> [The problem]
Every record, from first to last, should be written out again exactly.

> [Record extracts]
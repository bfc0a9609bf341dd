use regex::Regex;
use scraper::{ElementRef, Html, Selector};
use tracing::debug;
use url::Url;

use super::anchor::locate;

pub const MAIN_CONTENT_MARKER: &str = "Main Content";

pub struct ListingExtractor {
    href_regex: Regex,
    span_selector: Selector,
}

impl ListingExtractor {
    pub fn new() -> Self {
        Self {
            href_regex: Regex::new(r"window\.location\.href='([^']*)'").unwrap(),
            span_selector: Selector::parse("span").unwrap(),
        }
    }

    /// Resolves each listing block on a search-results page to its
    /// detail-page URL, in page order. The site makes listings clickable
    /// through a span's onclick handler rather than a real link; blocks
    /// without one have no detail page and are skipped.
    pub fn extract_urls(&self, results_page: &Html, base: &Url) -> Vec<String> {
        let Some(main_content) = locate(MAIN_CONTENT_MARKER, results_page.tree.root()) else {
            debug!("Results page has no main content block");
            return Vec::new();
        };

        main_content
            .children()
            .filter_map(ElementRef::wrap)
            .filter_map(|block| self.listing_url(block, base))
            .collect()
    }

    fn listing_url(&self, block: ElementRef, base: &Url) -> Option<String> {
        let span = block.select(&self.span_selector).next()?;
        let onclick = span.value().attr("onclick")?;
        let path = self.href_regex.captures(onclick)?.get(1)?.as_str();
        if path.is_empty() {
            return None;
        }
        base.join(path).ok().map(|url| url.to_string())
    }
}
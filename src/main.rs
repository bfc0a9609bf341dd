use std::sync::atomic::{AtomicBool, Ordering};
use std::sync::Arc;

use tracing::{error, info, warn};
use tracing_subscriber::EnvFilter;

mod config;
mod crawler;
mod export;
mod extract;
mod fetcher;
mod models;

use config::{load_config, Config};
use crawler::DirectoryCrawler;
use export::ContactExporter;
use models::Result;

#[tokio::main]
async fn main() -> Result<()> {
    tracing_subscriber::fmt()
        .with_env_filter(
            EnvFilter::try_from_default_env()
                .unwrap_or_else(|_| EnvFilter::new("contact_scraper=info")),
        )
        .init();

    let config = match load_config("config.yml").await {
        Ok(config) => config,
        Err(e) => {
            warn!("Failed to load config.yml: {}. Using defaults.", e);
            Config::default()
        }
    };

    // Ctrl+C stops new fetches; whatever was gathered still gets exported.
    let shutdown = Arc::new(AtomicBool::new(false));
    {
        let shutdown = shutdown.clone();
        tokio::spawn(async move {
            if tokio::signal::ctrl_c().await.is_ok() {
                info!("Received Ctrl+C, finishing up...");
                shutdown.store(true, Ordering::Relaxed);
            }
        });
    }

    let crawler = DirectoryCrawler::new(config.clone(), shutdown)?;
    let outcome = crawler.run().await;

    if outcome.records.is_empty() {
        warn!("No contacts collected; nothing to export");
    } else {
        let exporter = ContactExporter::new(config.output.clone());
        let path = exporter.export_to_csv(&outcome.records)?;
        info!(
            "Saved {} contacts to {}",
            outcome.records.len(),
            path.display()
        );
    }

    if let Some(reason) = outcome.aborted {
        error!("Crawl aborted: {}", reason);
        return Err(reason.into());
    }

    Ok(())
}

> [Reply to the task]
repository bfc0a9609bf341dd
use regex::Regex;
use scraper::{ElementRef, Html, Selector};
use tracing::debug;
use url::Url;

use super::anchor::locate;

pub const MAIN_CONTENT_MARKER: &str = "Main Content";

pub struct ListingExtractor {
    href_regex: Regex,
    span_selector: Selector,
}

impl ListingExtractor {
    pub fn new() -> Self {
        Self {
            href_regex: Regex::new(r"window\.location\.href='([^']*)'").unwrap(),
            span_selector: Selector::parse("span").unwrap(),
        }
    }

    /// Resolves each listing block on a search-results page to its
    /// detail-page URL, in page order. The site makes listings clickable
    /// through a span's onclick handler rather than a real link; blocks
    /// without one have no detail page and are skipped.
    pub fn extract_urls(&self, results_page: &Html, base: &Url) -> Vec<String> {
        let Some(main_content) = locate(MAIN_CONTENT_MARKER, results_page.tree.root()) else {
            debug!("Results page has no main content block");
            return Vec::new();
        };

        main_content
            .children()
            .filter_map(ElementRef::wrap)
            .filter_map(|block| self.listing_url(block, base))
            .collect()
    }

    fn listing_url(&self, block: ElementRef, base: &Url) -> Option<String> {
        let span = block.select(&self.span_selector).next()?;
        let onclick = span.value().attr("onclick")?;
        let path = self.href_regex.captures(onclick)?.get(1)?.as_str();
        if path.is_empty() {
            return None;
        }
        base.join(path).ok().map(|url| url.to_string())
    }
}
filename src/main.rs
repository bfc0a9609bf341dd
use std::sync::atomic::{AtomicBool, Ordering};
use std::sync::Arc;

use tracing::{error, info, warn};
use tracing_subscriber::EnvFilter;

mod config;
mod crawler;
mod export;
mod extract;
mod fetcher;
mod models;

use config::{load_config, Config};
use crawler::DirectoryCrawler;
use export::ContactExporter;
use models::Result;

#[tokio::main]
async fn main() -> Result<()> {
    tracing_subscriber::fmt()
        .with_env_filter(
            EnvFilter::try_from_default_env()
                .unwrap_or_else(|_| EnvFilter::new("contact_scraper=info")),
        )
        .init();

    let config = match load_config("config.yml").await {
        Ok(config) => config,
        Err(e) => {
            warn!("Failed to load config.yml: {}. Using defaults.", e);
            Config::default()
        }
    };

    // Ctrl+C stops new fetches; whatever was gathered still gets exported.
    let shutdown = Arc::new(AtomicBool::new(false));
    {
        let shutdown = shutdown.clone();
        tokio::spawn(async move {
            if tokio::signal::ctrl_c().await.is_ok() {
                info!("Received Ctrl+C, finishing up...");
                shutdown.store(true, Ordering::Relaxed);
            }
        });
    }

    let crawler = DirectoryCrawler::new(config.clone(), shutdown)?;
    let outcome = crawler.run().await;

    if outcome.records.is_empty() {
        warn!("No contacts collected; nothing to export");
    } else {
        let exporter = ContactExporter::new(config.output.clone());
        let path = exporter.export_to_csv(&outcome.records)?;
        info!(
            "Saved {} contacts to {}",
            outcome.records.len(),
            path.display()
        );
    }

    if let Some(reason) = outcome.aborted {
        error!("Crawl aborted: {}", reason);
        return Err(reason.into());
    }

    Ok(())
}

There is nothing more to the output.